The outcomes showed that an earlier onset of obesity was significantly associated with higher body weight (Beta: -0.11, CI: -0.30 to -0.00, p=0.005) and fat mass (Beta: -0.13, CI: -0.23 to -0.01, p=0.02). After adjustment for confounders including age, physical activities, and total energy intake, those differences still remained significant. Furthermore, RMR per body weight became significant too (Beta: 0.16, CI: 0.00 to 0.11, p=0.03).
Conclusion: The results of the present study demonstrated a direct association between the age at onset of obesity and RMR per body weight, but it was inversely related to body weight and fat mass. Prospective studies are needed to confirm these findings.

Keywords


Introduction
World Health Organization has declared that obesity is one of the major problems in many developed and developing countries in the last two decades (1). Obesity is a multifactorial chronic disease and its growing prevalence attracted public attention (2,3). Behavioral and lifestyle changes can result in obesity, and various studies have shown that this significantly contributes to cardiovascular disease and the higher prevalence of hypertension, lipid profile disorders, diabetes, cancer, gall bladder, and hormone abnormalities (4). In addition, the excess amount of fat in the abdomen and upper abdomen, known as abdominal obesity, is an independent prognostic factor for cardiovascular diseases and the consequences. The people with increased visceral fat are faced with the risk of premature death and chronic diseases in comparison with individuals who developed fat accumulation elsewhere in their bodies. Moreover, it was shown that women have a higher prevalence of abdominal obesity (4,5).
Obese adults are divided into two main groups by Mullins. Subjects with early onset of obesity (begins in childhood or adolescence) and those with late onset of obesity (after adolescence) (6). The onset of obesity during adolescence was well observed in one-third of obese adults. Obesity in adolescence will logically remain as adolescent obesity. In general, some consequences accompany adolescent obesity. In fact, adolescent obesity would remain in adulthood (75-80%) and young women are at higher risk of such problem (6-8). Studies in adults, on the other hand, have shown that the increase in adipose tissue that results in obesity may be due to the enlargement of existing adipocytes or an increase in the total number of adipocytes or the combination of both processes (9). Knittle and Hirsch have shown that a higher number of adipocytes in obese adults may have started in childhood (10).
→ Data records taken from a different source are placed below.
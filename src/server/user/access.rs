use chrono::Utc;

use crate::server::response::{ApiError, StoreOptionExt, StoreResultExt};
use crate::store::Store;
use crate::types::{Project, Role, User, Workspace};

/// A workspace together with the caller's role in it.
pub struct WorkspaceAccess {
    pub workspace: Workspace,
    pub role: Role,
}

impl WorkspaceAccess {
    /// Returns forbidden unless the caller holds at least `required`.
    pub fn require_role(&self, required: Role) -> Result<(), ApiError> {
        if !self.role.at_least(required) {
            return Err(ApiError::forbidden(format!("Requires {required} role")));
        }
        Ok(())
    }

    /// Returns forbidden if the workspace subscription was cancelled.
    pub fn require_writable(&self) -> Result<(), ApiError> {
        if self.workspace.is_read_only {
            return Err(ApiError::forbidden(
                "Workspace is in read-only mode (cancelled subscription)",
            ));
        }
        Ok(())
    }

    /// Cancelled workspaces stay readable until their deletion deadline.
    pub fn require_readable(&self) -> Result<(), ApiError> {
        if !self.workspace.can_export(Utc::now()) {
            return Err(ApiError::forbidden("Export grace period has expired"));
        }
        Ok(())
    }

    pub fn is_owner(&self, user_id: &str) -> bool {
        self.workspace.owner_user_id == user_id
    }
}

/// Loads a workspace the user belongs to.
pub fn require_member(
    store: &dyn Store,
    user: &User,
    workspace_id: &str,
) -> Result<WorkspaceAccess, ApiError> {
    let workspace = store
        .get_workspace(workspace_id)
        .api_err("Failed to get workspace")?
        .or_not_found("Workspace not found")?;

    let membership = store
        .get_membership(&user.id, &workspace.id)
        .api_err("Failed to check membership")?
        .ok_or_else(|| ApiError::forbidden("You are not a member of this workspace"))?;

    Ok(WorkspaceAccess {
        workspace,
        role: membership.role,
    })
}

/// Loads a project and the user's access to its workspace.
pub fn require_project(
    store: &dyn Store,
    user: &User,
    project_id: &str,
) -> Result<(Project, WorkspaceAccess), ApiError> {
    let project = store
        .get_project(project_id)
        .api_err("Failed to get project")?
        .or_not_found("Project not found")?;

    let access = require_member(store, user, &project.workspace_id).map_err(|e| {
        if e.status == axum::http::StatusCode::FORBIDDEN {
            ApiError::forbidden("You do not have access to this project")
        } else {
            e
        }
    })?;

    Ok((project, access))
}
use std::sync::Arc;

use axum::{
    Json,
    extract::{Path, State},
    http::StatusCode,
    response::IntoResponse,
};
use chrono::Utc;
use serde_json::json;

use crate::auth::RequireUser;
use crate::error::Error;
use crate::server::AppState;
use crate::server::dto::{AddMemberRequest, UpdateMemberRequest};
use crate::server::response::{ApiError, ApiResponse, StoreOptionExt, StoreResultExt};
use crate::server::validation::parse_role;
use crate::store::Store;
use crate::types::{AuditEntry, Membership, Role};

use super::access::require_member;

fn audit(
    store: &dyn Store,
    action: &str,
    actor: &str,
    workspace_id: &str,
    member: &str,
    role: Option<Role>,
) {
    let mut entry = AuditEntry::new(action)
        .by_user(actor)
        .in_workspace(workspace_id)
        .resource("user", member);
    if let Some(role) = role {
        entry = entry.details(json!({ "role": role }));
    }
    if let Err(e) = store.insert_audit_entry(&entry) {
        tracing::warn!("Failed to write audit entry for {action}: {e}");
    }
}

pub async fn list_members(
    auth: RequireUser,
    State(state): State<Arc<AppState>>,
    Path(id): Path<String>,
) -> impl IntoResponse {
    let store = state.store.as_ref();
    let access = require_member(store, &auth.user, &id)?;

    let members = store
        .list_members(&access.workspace.id)
        .api_err("Failed to list members")?;

    Ok::<_, ApiError>(Json(ApiResponse::success(members)))
}

/// Invites an existing user by email. Rejected once the plan's seats are taken.
pub async fn add_member(
    auth: RequireUser,
    State(state): State<Arc<AppState>>,
    Path(id): Path<String>,
    Json(req): Json<AddMemberRequest>,
) -> impl IntoResponse {
    let store = state.store.as_ref();
    let access = require_member(store, &auth.user, &id)?;
    access
        .require_role(Role::Admin)
        .map_err(|_| ApiError::forbidden("Only ADMIN can add members"))?;

    let role = parse_role(&req.role)?;
    let email = req.email.trim().to_lowercase();

    let invitee = store
        .get_user_by_email(&email)
        .api_err("Failed to look up user")?
        .ok_or_else(|| ApiError::not_found(format!("User not found with email: {email}")))?;

    let membership = Membership {
        user_id: invitee.id.clone(),
        workspace_id: access.workspace.id.clone(),
        role,
        joined_at: Utc::now(),
    };

    match store.add_member(&membership) {
        Ok(()) => {}
        Err(Error::AlreadyExists) => {
            return Err(ApiError::conflict(
                "User is already a member of this workspace",
            ));
        }
        Err(e) => return Err(ApiError::from_store(e, "Failed to add member")),
    }

    audit(
        store,
        "member.added",
        &auth.user.id,
        &access.workspace.id,
        &invitee.id,
        Some(role),
    );

    Ok((StatusCode::CREATED, Json(ApiResponse::success(membership))))
}

pub async fn update_member(
    auth: RequireUser,
    State(state): State<Arc<AppState>>,
    Path((id, user_id)): Path<(String, String)>,
    Json(req): Json<UpdateMemberRequest>,
) -> impl IntoResponse {
    let store = state.store.as_ref();
    let access = require_member(store, &auth.user, &id)?;
    access
        .require_role(Role::Admin)
        .map_err(|_| ApiError::forbidden("Only ADMIN can change member roles"))?;

    let role = parse_role(&req.role)?;

    if access.is_owner(&user_id) && role != Role::Admin {
        return Err(ApiError::forbidden("Cannot demote workspace owner"));
    }

    store
        .update_member_role(&user_id, &access.workspace.id, role)
        .map_err(|e| match e {
            Error::NotFound => ApiError::not_found("Member not found in this workspace"),
            e => ApiError::from_store(e, "Failed to update member"),
        })?;

    let membership = store
        .get_membership(&user_id, &access.workspace.id)
        .api_err("Failed to get membership")?
        .or_not_found("Member not found in this workspace")?;

    audit(
        store,
        "member.role_changed",
        &auth.user.id,
        &access.workspace.id,
        &user_id,
        Some(role),
    );

    Ok(Json(ApiResponse::success(membership)))
}

pub async fn remove_member(
    auth: RequireUser,
    State(state): State<Arc<AppState>>,
    Path((id, user_id)): Path<(String, String)>,
) -> impl IntoResponse {
    let store = state.store.as_ref();
    let access = require_member(store, &auth.user, &id)?;
    access
        .require_role(Role::Admin)
        .map_err(|_| ApiError::forbidden("Only ADMIN can remove members"))?;

    if access.is_owner(&user_id) {
        return Err(ApiError::forbidden("Cannot remove workspace owner"));
    }

    let removed = store
        .remove_member(&user_id, &access.workspace.id)
        .api_err("Failed to remove member")?;
    if !removed {
        return Err(ApiError::not_found("Member not found in this workspace"));
    }

    audit(
        store,
        "member.removed",
        &auth.user.id,
        &access.workspace.id,
        &user_id,
        None,
    );

    Ok(StatusCode::NO_CONTENT)
}
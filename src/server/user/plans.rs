use std::sync::Arc;

use axum::{Json, extract::State, response::IntoResponse};

use crate::server::AppState;
use crate::server::response::{ApiError, ApiResponse, StoreResultExt};

/// Public price list.
pub async fn list_plans(State(state): State<Arc<AppState>>) -> impl IntoResponse {
    let plans = state.store.list_plans().api_err("Failed to list plans")?;

    Ok::<_, ApiError>(Json(ApiResponse::success(plans)))
}
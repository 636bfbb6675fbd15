use std::sync::Arc;

use axum::{
    Json,
    extract::FromRequestParts,
    http::{HeaderValue, StatusCode, header::AUTHORIZATION, header::WWW_AUTHENTICATE, request::Parts},
    response::{IntoResponse, Response},
};
use serde_json::json;

use super::helpers::{TokenValidationError, extract_bearer_token, validate_token};
use crate::server::AppState;
use crate::types::{Token, User};

/// Extractor that requires admin authentication
pub struct RequireAdmin(pub Token);

/// Extractor that requires a session token bound to an existing user
pub struct RequireUser {
    pub token: Token,
    pub user: User,
}

#[derive(Debug)]
pub enum AuthError {
    MissingAuth,
    InvalidScheme,
    InvalidToken,
    TokenExpired,
    NotAdmin,
    NotUser,
    InternalError,
}

impl From<TokenValidationError> for AuthError {
    fn from(e: TokenValidationError) -> Self {
        match e {
            TokenValidationError::InvalidScheme => AuthError::InvalidScheme,
            TokenValidationError::InvalidToken => AuthError::InvalidToken,
            TokenValidationError::TokenExpired => AuthError::TokenExpired,
            TokenValidationError::InternalError => AuthError::InternalError,
        }
    }
}

impl IntoResponse for AuthError {
    fn into_response(self) -> Response {
        let (status, message) = match self {
            AuthError::MissingAuth => (StatusCode::UNAUTHORIZED, "Authentication required"),
            AuthError::InvalidScheme => (StatusCode::UNAUTHORIZED, "Invalid authorization scheme"),
            AuthError::InvalidToken => (StatusCode::UNAUTHORIZED, "Invalid token"),
            AuthError::TokenExpired => (StatusCode::UNAUTHORIZED, "Token expired"),
            AuthError::NotAdmin => (StatusCode::FORBIDDEN, "Admin access required"),
            AuthError::NotUser => (
                StatusCode::FORBIDDEN,
                "User token required for this operation",
            ),
            AuthError::InternalError => {
                (StatusCode::INTERNAL_SERVER_ERROR, "Internal server error")
            }
        };

        let body = json!({ "data": null, "error": message });

        let mut response = (status, Json(body)).into_response();

        if status == StatusCode::UNAUTHORIZED {
            response.headers_mut().insert(
                WWW_AUTHENTICATE,
                HeaderValue::from_static("Bearer realm=\"workbench\""),
            );
        }

        response
    }
}

impl FromRequestParts<Arc<AppState>> for RequireAdmin {
    type Rejection = AuthError;

    async fn from_request_parts(
        parts: &mut Parts,
        state: &Arc<AppState>,
    ) -> Result<Self, Self::Rejection> {
        let token = extract_and_validate_token(parts, state)?;

        if !token.is_admin {
            return Err(AuthError::NotAdmin);
        }

        Ok(RequireAdmin(token))
    }
}

impl FromRequestParts<Arc<AppState>> for RequireUser {
    type Rejection = AuthError;

    async fn from_request_parts(
        parts: &mut Parts,
        state: &Arc<AppState>,
    ) -> Result<Self, Self::Rejection> {
        let token = extract_and_validate_token(parts, state)?;

        if token.is_admin {
            return Err(AuthError::NotUser);
        }

        let user_id = token.user_id.as_ref().ok_or(AuthError::NotUser)?;

        let user = state
            .store
            .get_user(user_id)
            .map_err(|_| AuthError::InternalError)?
            .ok_or(AuthError::NotUser)?;

        Ok(RequireUser { token, user })
    }
}

fn extract_and_validate_token(parts: &Parts, state: &Arc<AppState>) -> Result<Token, AuthError> {
    let auth_header = parts
        .headers
        .get(AUTHORIZATION)
        .and_then(|h| h.to_str().ok());

    let raw_token = extract_bearer_token(auth_header)?.ok_or(AuthError::MissingAuth)?;

    Ok(validate_token(state.store.as_ref(), &raw_token)?)
}
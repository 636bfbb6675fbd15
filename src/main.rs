use std::fs;
use std::path::{Path, PathBuf};
use std::sync::Arc;

use anyhow::bail;
use chrono::Utc;
use clap::{Parser, Subcommand};
use tracing::{info, warn};
use tracing_subscriber::EnvFilter;

use workbench::auth::TokenGenerator;
use workbench::config::ServerConfig;
use workbench::server::{AppState, create_router};
use workbench::store::{SqliteStore, Store};
use workbench::types::{OAuthIdentity, OAuthProvider, User};

const ADMIN_TOKEN_FILE: &str = ".admin_token";
const NOT_INITIALIZED: &str =
    "Server not initialized. Run 'workbench admin init' first to create the database and admin token.";

#[cfg(unix)]
fn set_restrictive_permissions(path: &Path) {
    use std::os::unix::fs::PermissionsExt;
    if let Err(e) = fs::set_permissions(path, fs::Permissions::from_mode(0o600)) {
        tracing::warn!("Failed to set permissions on {}: {e}", path.display());
    }
}

#[derive(Parser)]
#[command(name = "workbench")]
#[command(about = "Multi-tenant workspace backend for a collaborative IDE", long_about = None)]
struct Cli {
    #[command(subcommand)]
    command: Commands,
}

#[derive(Subcommand)]
enum Commands {
    /// Administrative commands
    Admin {
        #[command(subcommand)]
        command: AdminCommands,
    },

    /// Start the server
    Serve {
        /// Host to bind to (overrides workbench.toml)
        #[arg(long)]
        host: Option<String>,

        /// Port to bind to (overrides workbench.toml)
        #[arg(long, short)]
        port: Option<u16>,

        /// Data directory for the database, object storage and workbench.toml
        #[arg(long, default_value = "./data")]
        data_dir: PathBuf,
    },
}

#[derive(Subcommand)]
enum AdminCommands {
    /// Initialize the server (create database and admin token)
    Init {
        /// Data directory for the database and object storage
        #[arg(long, default_value = "./data")]
        data_dir: PathBuf,

        /// Skip interactive prompts
        #[arg(long)]
        non_interactive: bool,
    },
}

fn run_init(data_dir: &Path, non_interactive: bool) -> anyhow::Result<()> {
    fs::create_dir_all(data_dir)?;

    let config = ServerConfig {
        data_dir: data_dir.to_path_buf(),
        ..ServerConfig::default()
    };
    let store = SqliteStore::new(config.db_path())?;
    store.initialize()?;

    let token_file = data_dir.join(ADMIN_TOKEN_FILE);

    if store.has_admin_token()? {
        bail!(
            "Server already initialized. Admin token exists at: {}",
            token_file.display()
        );
    }

    let generator = TokenGenerator::new();
    let (raw_token, _) = generator.issue(&store, true, None, None)?;
    fs::write(&token_file, &raw_token)?;

    #[cfg(unix)]
    set_restrictive_permissions(&token_file);

    println!();
    println!("========================================");
    println!("Admin token (save this, it won't be shown again):");
    println!();
    println!("  {raw_token}");
    println!();
    println!("Token also written to: {}", token_file.display());
    println!("========================================");
    println!();

    if !non_interactive {
        provision_first_user_prompt(&store, &generator)?;
    }

    Ok(())
}

fn provision_first_user_prompt(
    store: &SqliteStore,
    generator: &TokenGenerator,
) -> anyhow::Result<()> {
    let provision = inquire::Confirm::new("Would you like to provision a first user?")
        .with_default(false)
        .prompt()?;

    if !provision {
        return Ok(());
    }

    let email = inquire::Text::new("Email:")
        .with_validator(|input: &str| {
            let input = input.trim();
            if input.is_empty() {
                Err("Email cannot be empty".into())
            } else if !input.contains('@') || input.contains(char::is_whitespace) {
                Err("Enter a valid email address".into())
            } else {
                Ok(inquire::validator::Validation::Valid)
            }
        })
        .prompt()?
        .trim()
        .to_lowercase();

    let display_name = inquire::Text::new("Display name (optional):").prompt()?;

    let identity = OAuthIdentity {
        provider: OAuthProvider::Google,
        provider_user_id: email.clone(),
        email,
        display_name: Some(display_name.trim().to_string()).filter(|n| !n.is_empty()),
        avatar_url: None,
    };
    let mut user = User::from_identity(&identity, Utc::now());
    user.last_login_at = None;

    let provisioned = store.provision_user(&user)?;
    let (raw_token, _) = generator.issue(store, false, Some(&provisioned.user.id), None)?;

    println!();
    println!("========================================");
    println!(
        "Provisioned '{}' with workspace {} and token:",
        provisioned.user.primary_email, provisioned.workspace.id
    );
    println!();
    println!("  {raw_token}");
    println!();
    println!("========================================");
    println!();

    Ok(())
}

async fn run_serve(
    host: Option<String>,
    port: Option<u16>,
    data_dir: &Path,
) -> anyhow::Result<()> {
    let mut config = ServerConfig::load(data_dir)?;
    if let Some(host) = host {
        config.host = host;
    }
    if let Some(port) = port {
        config.port = port;
    }

    let token_file = config.data_dir.join(ADMIN_TOKEN_FILE);
    if !token_file.exists() {
        bail!(NOT_INITIALIZED);
    }

    let store = SqliteStore::new(config.db_path())?;
    store.initialize()?;
    if !store.has_admin_token()? {
        bail!(NOT_INITIALIZED);
    }

    info!("Admin token available at {}", token_file.display());

    let state = AppState::new(Arc::new(store), &config)?;
    if state.providers.is_empty() {
        warn!("No OAuth providers configured; browser login is disabled");
    }
    if state.stripe_webhook_secret.is_none() {
        warn!("No billing webhook secret configured; webhooks will be rejected");
    }

    let app = create_router(Arc::new(state));
    let addr = config.socket_addr()?;

    info!("Starting server on {}", addr);

    let listener = tokio::net::TcpListener::bind(addr).await?;
    axum::serve(listener, app).await?;

    Ok(())
}

#[tokio::main]
async fn main() -> anyhow::Result<()> {
    tracing_subscriber::fmt()
        .with_env_filter(EnvFilter::from_default_env().add_directive("workbench=info".parse()?))
        .init();

    let cli = Cli::parse();

    match cli.command {
        Commands::Admin { command } => match command {
            AdminCommands::Init {
                data_dir,
                non_interactive,
            } => run_init(&data_dir, non_interactive)?,
        },
        Commands::Serve {
            host,
            port,
            data_dir,
        } => run_serve(host, port, &data_dir).await?,
    }

    Ok(())
}
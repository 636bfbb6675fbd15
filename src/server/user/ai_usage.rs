use std::sync::Arc;

use axum::{
    Json,
    extract::{Path, State},
    http::StatusCode,
    response::IntoResponse,
};
use chrono::Utc;
use uuid::Uuid;

use crate::auth::RequireUser;
use crate::server::AppState;
use crate::server::dto::RecordAiUsageRequest;
use crate::server::response::{ApiError, ApiResponse, StoreResultExt};
use crate::types::AiUsage;

use super::access::require_member;

pub async fn record_usage(
    auth: RequireUser,
    State(state): State<Arc<AppState>>,
    Path(id): Path<String>,
    Json(req): Json<RecordAiUsageRequest>,
) -> impl IntoResponse {
    let store = state.store.as_ref();
    let access = require_member(store, &auth.user, &id)?;

    let provider = req.provider.trim().to_lowercase();
    if provider.is_empty() {
        return Err(ApiError::bad_request("provider cannot be empty"));
    }
    if req.input_tokens.is_some_and(|t| t < 0) || req.output_tokens.is_some_and(|t| t < 0) {
        return Err(ApiError::bad_request("token counts cannot be negative"));
    }
    let too_large = |t: Option<i64>| t.is_some_and(|t| t > AiUsage::MAX_TOKENS);
    if too_large(req.input_tokens) || too_large(req.output_tokens) {
        return Err(ApiError::bad_request(format!(
            "token counts cannot exceed {}",
            AiUsage::MAX_TOKENS
        )));
    }

    let usage = AiUsage {
        id: Uuid::new_v4().to_string(),
        user_id: auth.user.id.clone(),
        workspace_id: access.workspace.id,
        cost_cents: AiUsage::estimate_cost_cents(&provider, req.input_tokens, req.output_tokens),
        provider,
        model_name: req.model_name,
        input_tokens: req.input_tokens,
        output_tokens: req.output_tokens,
        created_at: Utc::now(),
    };

    store
        .record_ai_usage(&usage)
        .api_err("Failed to record AI usage")?;

    Ok((StatusCode::CREATED, Json(ApiResponse::success(usage))))
}

pub async fn get_summary(
    auth: RequireUser,
    State(state): State<Arc<AppState>>,
    Path(id): Path<String>,
) -> impl IntoResponse {
    let store = state.store.as_ref();
    let access = require_member(store, &auth.user, &id)?;

    let summary = store
        .ai_usage_summary(&access.workspace.id)
        .api_err("Failed to summarize AI usage")?;

    Ok::<_, ApiError>(Json(ApiResponse::success(summary)))
}
mod admin;
mod auth;
mod billing;
pub mod dto;
pub mod response;
mod router;
mod user;
pub mod validation;

pub use admin::{admin_router, jobs_router};
pub use auth::auth_router;
pub use billing::billing_router;
pub use router::{AppState, create_router};
pub use user::user_router;
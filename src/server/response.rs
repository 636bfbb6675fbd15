use axum::{
    Json,
    http::StatusCode,
    response::{IntoResponse, Response},
};
use serde::Serialize;
use serde_json::json;

use crate::error::{Error, Result as StoreResult};

/// Standard API response wrapper
#[derive(Debug, Serialize)]
pub struct ApiResponse<T: Serialize> {
    pub data: Option<T>,
    pub error: Option<String>,
}

impl<T: Serialize> ApiResponse<T> {
    #[must_use]
    pub fn success(data: T) -> Self {
        Self {
            data: Some(data),
            error: None,
        }
    }

    #[must_use]
    pub fn error(message: impl Into<String>) -> ApiResponse<()> {
        ApiResponse {
            data: None,
            error: Some(message.into()),
        }
    }
}

/// Paginated response for list endpoints
#[derive(Debug, Serialize)]
pub struct PaginatedResponse<T: Serialize> {
    pub data: Vec<T>,
    #[serde(skip_serializing_if = "Option::is_none")]
    pub next_cursor: Option<String>,
    pub has_more: bool,
}

impl<T: Serialize> PaginatedResponse<T> {
    #[must_use]
    pub fn new(data: Vec<T>, next_cursor: Option<String>, has_more: bool) -> Self {
        Self {
            data,
            next_cursor,
            has_more,
        }
    }
}

/// API error that converts to a proper HTTP response
#[derive(Debug)]
pub struct ApiError {
    pub status: StatusCode,
    pub message: String,
}

impl ApiError {
    #[must_use]
    pub fn new(status: StatusCode, message: impl Into<String>) -> Self {
        Self {
            status,
            message: message.into(),
        }
    }

    #[must_use]
    pub fn bad_request(message: impl Into<String>) -> Self {
        Self::new(StatusCode::BAD_REQUEST, message)
    }

    #[must_use]
    pub fn not_found(message: impl Into<String>) -> Self {
        Self::new(StatusCode::NOT_FOUND, message)
    }

    #[must_use]
    pub fn conflict(message: impl Into<String>) -> Self {
        Self::new(StatusCode::CONFLICT, message)
    }

    #[must_use]
    pub fn forbidden(message: impl Into<String>) -> Self {
        Self::new(StatusCode::FORBIDDEN, message)
    }

    #[must_use]
    pub fn internal(message: impl Into<String>) -> Self {
        Self::new(StatusCode::INTERNAL_SERVER_ERROR, message)
    }

    /// Maps a domain error to its 4xx response, or `None` for internal failures.
    #[must_use]
    pub fn from_domain(error: &Error) -> Option<Self> {
        let api_error = match error {
            Error::SeatLimitExceeded => Self::forbidden("Team size limit exceeded for this plan"),
            Error::QuotaExceeded { used, limit } => Self::forbidden(format!(
                "Storage limit exceeded. Used: {used} bytes, Limit: {limit} bytes"
            )),
            Error::ReadOnly => {
                Self::forbidden("Workspace is in read-only mode (cancelled subscription)")
            }
            Error::NotFound => Self::not_found("Not found"),
            Error::AlreadyExists => Self::conflict("Already exists"),
            Error::BadRequest(message) => Self::bad_request(message.clone()),
            Error::InvalidTokenFormat | Error::TokenExpired => {
                Self::new(StatusCode::UNAUTHORIZED, error.to_string())
            }
            Error::Upstream(message) => Self::new(StatusCode::BAD_GATEWAY, message.clone()),
            Error::Database(_)
            | Error::Io(_)
            | Error::Serialization(_)
            | Error::Config(_)
            | Error::TokenLookupCollision => return None,
        };
        Some(api_error)
    }

    /// Converts a store error, falling back to a logged 500 carrying `message`.
    #[must_use]
    pub fn from_store(error: Error, message: &'static str) -> Self {
        Self::from_domain(&error).unwrap_or_else(|| {
            tracing::error!("{message}: {error}");
            Self::internal(message)
        })
    }
}

impl IntoResponse for ApiError {
    fn into_response(self) -> Response {
        let body = json!({ "data": null, "error": self.message });
        (self.status, Json(body)).into_response()
    }
}

/// Helper to paginate a slice and determine if there are more results
pub fn paginate<T, F>(items: Vec<T>, limit: usize, get_cursor: F) -> (Vec<T>, Option<String>, bool)
where
    F: Fn(&T) -> String,
{
    let has_more = items.len() > limit;
    let items: Vec<T> = items.into_iter().take(limit).collect();
    let next_cursor = if has_more {
        items.last().map(&get_cursor)
    } else {
        None
    };
    (items, next_cursor, has_more)
}

pub const DEFAULT_PAGE_SIZE: i32 = 50;

/// Extension trait for converting store results to API errors.
///
/// Domain errors keep their own status; anything else becomes a 500 with
/// `message` and is logged.
pub trait StoreResultExt<T> {
    fn api_err(self, message: &'static str) -> Result<T, ApiError>;
}

impl<T> StoreResultExt<T> for StoreResult<T> {
    fn api_err(self, message: &'static str) -> Result<T, ApiError> {
        self.map_err(|e| ApiError::from_store(e, message))
    }
}

/// Extension for Option types from store operations.
pub trait StoreOptionExt<T> {
    fn or_not_found(self, message: &'static str) -> Result<T, ApiError>;
}

impl<T> StoreOptionExt<T> for Option<T> {
    fn or_not_found(self, message: &'static str) -> Result<T, ApiError> {
        self.ok_or_else(|| ApiError::not_found(message))
    }
}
An animal study has also shown that overeating in rats for the first three weeks of life (before weaning) has sustained effects on both body weight and adipose tissue cells. Therefore, animals that received more food in the first weeks of life than those who received less food had higher body weight and fat cells (11). Moreover, it has been declared that overweight in the first six months of life is associated with an increased incidence of obesity and overweight in childhood and adolescence (9). So the age at onset of obesity can be considered a good predictor of adult obesity. The aim of the present study was to investigate the association between the age at onset of obesity and the Resting Metabolic Rate (RMR) and, the body composition of Iranian overweight and obese women.

Materials and Methods
Study Population
This cross-sectional study was performed on 295 women aged 18-56 years who were referred to health centers in Tehran. Participants were apparently in good and appropriate general health based on general self-questionnaire, which was filled by trained nutritionists. The protocol was approved by ethics committee of Tehran University of Medical Sciences (IR.TUMS.VCR.REC.1395.1597) and a consent form was signed by all participants. Moreover, participants were excluded if they had a history of chronic diseases including hypertension, cardiovascular diseases, diabetes, thyroid disease, cancer, liver or renal dysfunction, or diet related diseases, and weight fluctuations over the past year. Pregnancy, lactation, smoking, use of medications and the oral contraceptive pill or alcohol were also considered as exclusion criteria.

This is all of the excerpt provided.